In summary, the architecture and system design of the proposed algorithm focus on distributed processing, modular design, efficient query processing, access control enforcement, graph construction, traversal, scalable data storage and retrieval, performance optimization, and robust security and privacy measures. These considerations collectively ensure efficiency, effectiveness, and security.

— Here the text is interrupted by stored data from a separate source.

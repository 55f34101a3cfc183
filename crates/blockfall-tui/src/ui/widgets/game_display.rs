use blockfall_engine::{GameSession, SessionState};
use ratatui::{
    buffer::Buffer,
    layout::{Constraint, Flex, Layout, Rect},
    style::Style,
    text::{Line, Text},
    widgets::{Block, Clear, Widget},
};

use crate::ui::widgets::{
    BoardDisplay, PiecePreview, StatsDisplay, StatsView, color, style,
};

/// Full game screen: stats panel, board, and next-piece stack, with a
/// status popup over the board whenever the game is not running.
#[derive(Debug)]
pub struct GameDisplay<'a> {
    session: &'a GameSession,
    best_score: usize,
    show_ghost: bool,
}

impl<'a> GameDisplay<'a> {
    pub fn new(session: &'a GameSession, best_score: usize) -> Self {
        Self {
            session,
            best_score,
            show_ghost: true,
        }
    }

    pub fn show_ghost(self, show_ghost: bool) -> Self {
        Self { show_ghost, ..self }
    }
}

impl Widget for GameDisplay<'_> {
    fn render(self, area: Rect, buf: &mut Buffer)
    where
        Self: Sized,
    {
        Widget::render(&self, area, buf);
    }
}

impl Widget for &GameDisplay<'_> {
    fn render(self, area: Rect, buf: &mut Buffer) {
        let border_style = match self.session.state() {
            SessionState::Ready => color::GRAY,
            SessionState::Running => color::WHITE,
            SessionState::Paused => color::YELLOW,
            SessionState::GameOver => color::RED,
        };

        let view = self.session.render_view();
        let snapshot = self.session.progression().snapshot();
        let stats = StatsView {
            score: snapshot.score,
            best_score: self.best_score,
            cleared_lines: snapshot.cleared_lines,
            level: snapshot.level,
        };

        let board = BoardDisplay::new(&view).show_ghost(self.show_ghost).block(
            Block::bordered()
                .border_style(border_style)
                .style(style::DEFAULT),
        );
        let preview = PiecePreview::new(view.next_pieces()).block(
            Block::bordered()
                .title(Line::from("NEXT").centered())
                .border_style(border_style)
                .style(style::DEFAULT),
        );
        let stats_panel = StatsDisplay::new(stats).block(
            Block::bordered()
                .title(Line::from("STATS").centered())
                .border_style(border_style)
                .style(style::DEFAULT),
        );

        let [left_column, center_column, right_column] = Layout::horizontal([
            Constraint::Length(stats_panel.width()),
            Constraint::Length(board.width()),
            Constraint::Length(preview.width()),
        ])
        .flex(Flex::Center)
        .spacing(1)
        .areas::<3>(area);

        let [stats_area] = Layout::vertical([Constraint::Length(stats_panel.height())])
            .areas::<1>(left_column);
        let [board_area] =
            Layout::vertical([Constraint::Length(board.height())]).areas::<1>(center_column);
        let [preview_area] =
            Layout::vertical([Constraint::Length(preview.height())]).areas::<1>(right_column);

        let board_width = board.width();
        stats_panel.render(stats_area, buf);
        board.render(board_area, buf);
        preview.render(preview_area, buf);

        let popup = match self.session.state() {
            SessionState::Running => None,
            SessionState::Ready => Some((
                "PRESS ENTER",
                Style::new().fg(color::BLACK).bg(color::WHITE),
            )),
            SessionState::Paused => {
                Some(("PAUSED", Style::new().fg(color::BLACK).bg(color::YELLOW)))
            }
            SessionState::GameOver => {
                Some(("GAME OVER", Style::new().fg(color::WHITE).bg(color::RED)))
            }
        };

        if let Some((message, popup_style)) = popup {
            let block = Block::new().style(popup_style);
            let text = Text::styled(message, popup_style).centered();
            let [popup_area] = Layout::horizontal([Constraint::Length(board_width)])
                .flex(Flex::Center)
                .areas::<1>(board_area);
            let [popup_area] = Layout::vertical([Constraint::Length(3)])
                .flex(Flex::Center)
                .areas::<1>(popup_area);
            let inner = block.inner(popup_area);
            Clear.render(popup_area, buf);
            block.render(popup_area, buf);
            let [text_area] = Layout::vertical([Constraint::Length(1)])
                .flex(Flex::Center)
                .areas::<1>(inner);
            text.render(text_area, buf);
        }
    }
}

3.1 Implementation Details of the Algorithm and Associated Modules

The proposed blockchain-enabled evolutionary indirect feedback graph algorithm comprises multiple interconnected modules and components aimed at achieving secured retrieval, sharing, and access control of extensive linked spatiotemporal data. Within the algorithm, various modules are employed to handle user queries and retrieve data from linked spatiotemporal datasets. The query processing module addresses user queries and employs evolutionary optimization techniques to retrieve pertinent data. Through machine learning algorithms, the indirect feedback mechanism captures user behavior and deduces preferences. The graph construction and traversal module efficiently represents and navigates linked spatiotemporal data in a graph structure. For fine-grained access control, including authentication and encryption techniques, the access control module is utilized. To handle large-scale linked spatiotemporal datasets, storage and retrieval mechanisms are employed, utilizing distributed file systems such as Hadoop or Amazon S3. During transit and at rest, sensitive information is safeguarded using encryption mechanisms like AES or RSA.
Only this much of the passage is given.